(DATASET RECORDS begins)

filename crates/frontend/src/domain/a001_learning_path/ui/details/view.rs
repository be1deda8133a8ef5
//! Learning Path Details - tab bar and tab content

use super::tabs::{JsonTab, ModulesTab, QuizTab, VideosTab};
use super::view_model::{DetailsTab, LearningPathDetailsVm};
use crate::shared::icons::icon;
use contracts::domain::a001_learning_path::LearningPath;
use leptos::prelude::*;
use thaw::{Badge, BadgeAppearance, BadgeColor};

/// Предупреждение над вкладками, если сервер вернул план без содержимого
pub fn empty_result_notice(path: &LearningPath) -> Option<String> {
    path.is_empty().then(|| {
        format!(
            "По теме «{}» сервер не вернул ни модулей, ни видео, ни вопросов",
            path.topic
        )
    })
}

/// Tabs over a loaded learning path. Renders nothing until `vm.path` is set.
#[component]
pub fn LearningPathView(vm: LearningPathDetailsVm) -> impl IntoView {
    let notice = move || vm.path.with(|p| p.as_ref().and_then(empty_result_notice));

    view! {
        <Show when=move || vm.path.with(|p| p.is_some())>
            {move || notice().map(|text| view! { <div class="tab-empty" role="status">{text}</div> })}
            <div class="page__tab-content">
                <TabBar vm=vm />
                <TabContent vm=vm />
            </div>
        </Show>
    }
}

#[component]
fn TabBar(vm: LearningPathDetailsVm) -> impl IntoView {
    let active_tab = vm.active_tab;
    let tab_icon = |name: &str| view! { <span class="tab-icon">{icon(name)}</span> };

    view! {
        <div class="tab-bar" role="tablist">
            {DetailsTab::ALL
                .into_iter()
                .map(|tab| {
                    let count = vm.count(tab);
                    let is_active = move || active_tab.get() == tab;
                    view! {
                        <button
                            type="button"
                            role="tab"
                            aria-selected=move || is_active().to_string()
                            class=move || {
                                if is_active() { "tab-bar__tab tab-bar__tab--active" } else { "tab-bar__tab" }
                            }
                            on:click=move |_| vm.set_tab(tab)
                        >
                            {tab_icon(tab.icon())}
                            {tab.label()}
                            {move || count.get().map(|n| view! {
                                <Badge
                                    appearance=BadgeAppearance::Tint
                                    color=if is_active() { BadgeColor::Brand } else { BadgeColor::Informative }
                                    attr:style="margin-left: 6px;"
                                >
                                    {n.to_string()}
                                </Badge>
                            })}
                        </button>
                    }
                })
                .collect_view()}
        </div>
    }
}

#[component]
fn TabContent(vm: LearningPathDetailsVm) -> impl IntoView {
    let active_tab = vm.active_tab;

    view! {
        {move || match active_tab.get() {
            DetailsTab::Modules => view! { <ModulesTab vm=vm /> }.into_any(),
            DetailsTab::Videos => view! { <VideosTab vm=vm /> }.into_any(),
            DetailsTab::Quiz => view! { <QuizTab vm=vm /> }.into_any(),
            DetailsTab::Json => view! { <JsonTab vm=vm /> }.into_any(),
        }}
    }
}

#[cfg(test)]
mod tests {
    use super::*;
    use serde_json::json;

    #[test]
    fn test_empty_result_notice() {
        let empty: LearningPath = serde_json::from_value(json!({"topic": "Rust"})).unwrap();
        assert!(empty_result_notice(&empty).unwrap().contains("Rust"));

        let with_quiz: LearningPath = serde_json::from_value(json!({
            "topic": "Rust",
            "quiz_questions": [{"question": "?", "options": ["a"], "correct_answer": "a"}]
        }))
        .unwrap();
        assert_eq!(empty_result_notice(&with_quiz), None);
    }
}
pub mod error_banner;
pub mod page_header;
pub mod ui;
//! URL query string helpers (`?tab=quiz&topic=...`).
//!
//! Used to keep view state such as the active tab in the address bar
//! without adding history entries. Parsing is per pair: a pair serde_qs
//! cannot read (`utm[a]=1`, stray `%`) is skipped on read and kept as-is on
//! write; for a repeated key the last value wins.

use std::collections::BTreeMap;

/// `location.search` of the current page (`"?..."` or empty)
pub fn current_search() -> String {
    web_sys::window()
        .and_then(|w| w.location().search().ok())
        .unwrap_or_default()
}

fn pairs(search: &str) -> impl Iterator<Item = &str> {
    search
        .trim_start_matches('?')
        .split('&')
        .filter(|p| !p.is_empty())
}

/// Decode a single `key=value` pair; `None` when it is not a flat string pair
fn parse_pair(pair: &str) -> Option<(String, String)> {
    serde_qs::from_str::<BTreeMap<String, String>>(pair)
        .ok()?
        .into_iter()
        .next()
}

fn encode_pair(key: &str, value: &str) -> String {
    let mut one = BTreeMap::new();
    one.insert(key, value);
    serde_qs::to_string(&one).unwrap_or_default()
}

/// Parse a `location.search` string
pub fn parse_query(search: &str) -> BTreeMap<String, String> {
    pairs(search).filter_map(parse_pair).collect()
}

/// Return `search` with `key` set to `value`, other params preserved
pub fn with_param(search: &str, key: &str, value: &str) -> String {
    let encoded = encode_pair(key, value);
    let mut kept: Vec<&str> = pairs(search)
        .filter(|p| parse_pair(p).map_or(true, |(k, _)| k != key))
        .collect();
    kept.push(&encoded);
    format!("?{}", kept.join("&"))
}

/// Replace a param in the current URL via `history.replaceState`
pub fn replace_param(key: &str, value: &str) {
    let current = current_search();
    let new_url = with_param(&current, key, value);

    // Only update URL if it actually changed
    if current == new_url {
        return;
    }
    if let Some(w) = web_sys::window() {
        if let Ok(history) = w.history() {
            let _ = history.replace_state_with_url(&wasm_bindgen::JsValue::NULL, "", Some(&new_url));
        }
    }
}

#[cfg(test)]
mod tests {
    use super::*;

    #[test]
    fn test_parse_query() {
        let params = parse_query("?tab=quiz&topic=Rust");
        assert_eq!(params.get("tab").map(String::as_str), Some("quiz"));
        assert_eq!(params.get("topic").map(String::as_str), Some("Rust"));
        assert!(parse_query("").is_empty());
    }

    #[test]
    fn test_parse_query_repeated_key_keeps_last() {
        let params = parse_query("?tab=quiz&tab=videos&topic=Go");
        assert_eq!(params.get("tab").map(String::as_str), Some("videos"));
        assert_eq!(params.get("topic").map(String::as_str), Some("Go"));
    }

    #[test]
    fn test_parse_query_skips_unreadable_pairs() {
        let params = parse_query("?utm[a]=1&topic=Go");
        assert_eq!(params.get("topic").map(String::as_str), Some("Go"));
        assert!(!params.contains_key("utm"));
    }

    #[test]
    fn test_with_param_preserves_others() {
        let updated = with_param("?topic=Rust", "tab", "videos");
        let params = parse_query(&updated);
        assert_eq!(params.get("tab").map(String::as_str), Some("videos"));
        assert_eq!(params.get("topic").map(String::as_str), Some("Rust"));
    }

    #[test]
    fn test_with_param_keeps_unreadable_pairs() {
        assert_eq!(
            with_param("?utm[a]=1&topic=Go", "tab", "quiz"),
            "?utm[a]=1&topic=Go&tab=quiz"
        );
        assert_eq!(
            with_param("?tab=quiz&tab=videos&topic=Go", "tab", "json"),
            "?topic=Go&tab=json"
        );
    }

    #[test]
    fn test_with_param_overwrites() {
        assert_eq!(with_param("?tab=modules", "tab", "quiz"), "?tab=quiz");
        assert_eq!(with_param("", "tab", "json"), "?tab=json");
    }
}
//! Shared wire types between the frontend and the hosting server.

pub mod domain;
pub mod shared;
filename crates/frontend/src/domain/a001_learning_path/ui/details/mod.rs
//! Learning Path Details UI Module (MVVM Standard)
//!
//! Structure:
//! - model.rs: API functions
//! - view_model.rs: LearningPathDetailsVm with RwSignals, DetailsTab
//! - view.rs: LearningPathView (tab bar + active tab), shared with the generate page
//! - page.rs: LearningPathPage for `/learning-path/:id`
//! - tabs/: one component per tab

mod model;
mod page;
pub mod tabs;
mod view;
mod view_model;

pub use page::LearningPathPage;
pub use view::LearningPathView;
pub use view_model::{DetailsTab, LearningPathDetailsVm};
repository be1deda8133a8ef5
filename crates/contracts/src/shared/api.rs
//! Endpoint paths and envelope types of the learning path API.

use serde::{Deserialize, Serialize};

pub const GENERATE_PATH: &str = "/api/generate";
pub const HEALTH_PATH: &str = "/api/health";

/// Path of a stored learning path. The id is percent-encoded.
pub fn learning_path_path(id: &str) -> String {
    format!("/api/learning-path/{}", urlencoding::encode(id))
}

/// Тело ошибки сервера (`{"detail": "..."}`)
#[derive(Debug, Clone, PartialEq, Serialize, Deserialize)]
pub struct ApiErrorBody {
    pub detail: String,
}

/// Ответ GET /api/health
#[derive(Debug, Clone, PartialEq, Serialize, Deserialize)]
pub struct HealthStatus {
    pub status: String,
}

impl HealthStatus {
    pub fn is_healthy(&self) -> bool {
        self.status.eq_ignore_ascii_case("healthy")
    }
}

#[cfg(test)]
mod tests {
    use super::*;

    #[test]
    fn test_learning_path_path_encodes_id() {
        assert_eq!(learning_path_path("abc-123"), "/api/learning-path/abc-123");
        assert_eq!(learning_path_path("a/b c"), "/api/learning-path/a%2Fb%20c");
    }

    #[test]
    fn test_error_body_decodes() {
        let body: ApiErrorBody =
            serde_json::from_str(r#"{"detail":"GOOGLE_API_KEY environment variable not set"}"#)
                .unwrap();
        assert_eq!(body.detail, "GOOGLE_API_KEY environment variable not set");
    }

    #[test]
    fn test_health_status() {
        assert!(HealthStatus { status: "healthy".into() }.is_healthy());
        assert!(!HealthStatus { status: "degraded".into() }.is_healthy());
    }
}
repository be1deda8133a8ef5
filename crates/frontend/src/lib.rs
pub mod app;
pub mod domain;
pub mod layout;
pub mod routes;
pub mod shared;
pub mod system;

use wasm_bindgen::prelude::wasm_bindgen;

#[wasm_bindgen]
pub fn hydrate() {
    // initializes logging using the `log` crate
    _ = console_log::init_with_level(log::Level::Debug);
    console_error_panic_hook::set_once();

    log::info!("learning path client starting, api base: {}", shared::api_utils::api_base());
    leptos::mount::mount_to_body(app::App);
}

#[wasm_bindgen(start)]
pub fn start() {
    hydrate();
}
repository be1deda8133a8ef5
use leptos::prelude::*;

fn button_class(secondary: bool, small: bool) -> String {
    let mut class = String::from(if secondary {
        "button button--secondary"
    } else {
        "button button--primary"
    });
    if small {
        class.push_str(" button--small");
    }
    class
}

/// Кнопка формы: основная или второстепенная, обычная или компактная.
/// По умолчанию `type="button"`, форму отправляет только `button_type="submit"`.
#[component]
pub fn Button(
    /// "secondary" для второстепенного действия, иначе основная
    #[prop(optional, into)]
    variant: MaybeProp<String>,
    /// Button size: "md" (default) or "sm"
    #[prop(optional, into)]
    size: MaybeProp<String>,
    #[prop(optional, into)]
    button_type: MaybeProp<String>,
    /// Disabled state (reactive)
    #[prop(optional, into)]
    disabled: Option<Signal<bool>>,
    #[prop(optional)]
    on_click: Option<Callback<leptos::ev::MouseEvent>>,
    children: Children,
) -> impl IntoView {
    let btn_type = move || button_type.get().unwrap_or_else(|| "button".to_string());
    let btn_class = move || {
        button_class(
            variant.get().as_deref() == Some("secondary"),
            size.get().as_deref() == Some("sm"),
        )
    };

    view! {
        <button
            type=btn_type
            class=btn_class
            disabled=move || disabled.map(|d| d.get()).unwrap_or(false)
            on:click=move |ev| {
                if let Some(handler) = on_click {
                    handler.run(ev);
                }
            }
        >
            {children()}
        </button>
    }
}
use std::env;
use std::fs;
use std::path::Path;

// Кладёт config.toml из корня workspace рядом с бинарником (target/debug | target/release)
fn main() {
    println!("cargo:rerun-if-changed=../../config.toml");

    let out_dir = env::var("OUT_DIR").expect("OUT_DIR is set by cargo");
    let profile = env::var("PROFILE").expect("PROFILE is set by cargo");

    // OUT_DIR: target/<profile>/build/backend-xxx/out
    let Some(target_dir) = Path::new(&out_dir)
        .ancestors()
        .find(|p| p.ends_with(&profile))
    else {
        println!("cargo:warning=target/{profile} not found above OUT_DIR, config.toml not copied");
        return;
    };

    let workspace_root = Path::new(env!("CARGO_MANIFEST_DIR"))
        .parent()
        .and_then(|p| p.parent())
        .expect("backend lives in <workspace>/crates/backend");

    let source = workspace_root.join("config.toml");
    let dest = target_dir.join("config.toml");

    if source.exists() {
        fs::copy(&source, &dest)
            .unwrap_or_else(|e| panic!("Failed to copy config.toml: {}", e));
        println!("cargo:warning=Copied config.toml to {:?}", dest);
    } else {
        println!(
            "cargo:warning=config.toml not found at {:?}, embedded defaults will be used",
            source
        );
    }
}
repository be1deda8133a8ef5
pub mod pages;
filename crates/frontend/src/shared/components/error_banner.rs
use leptos::prelude::*;

/// Блок с текстом ошибки запроса или валидации
#[component]
pub fn ErrorBanner(#[prop(into)] message: String) -> impl IntoView {
    view! {
        <div class="error-banner" role="alert">
            <strong>"Ошибка: "</strong>
            {message}
        </div>
    }
}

(DATASET RECORDS ends)

- [WHAT IS BEING ASKED] Run a filter over the data above and keep each line that contains the word "count".

- [RESPONSE FOR THIS EXERCISE]
                    let count = vm.count(tab);
                            {move || count.get().map(|n| view! {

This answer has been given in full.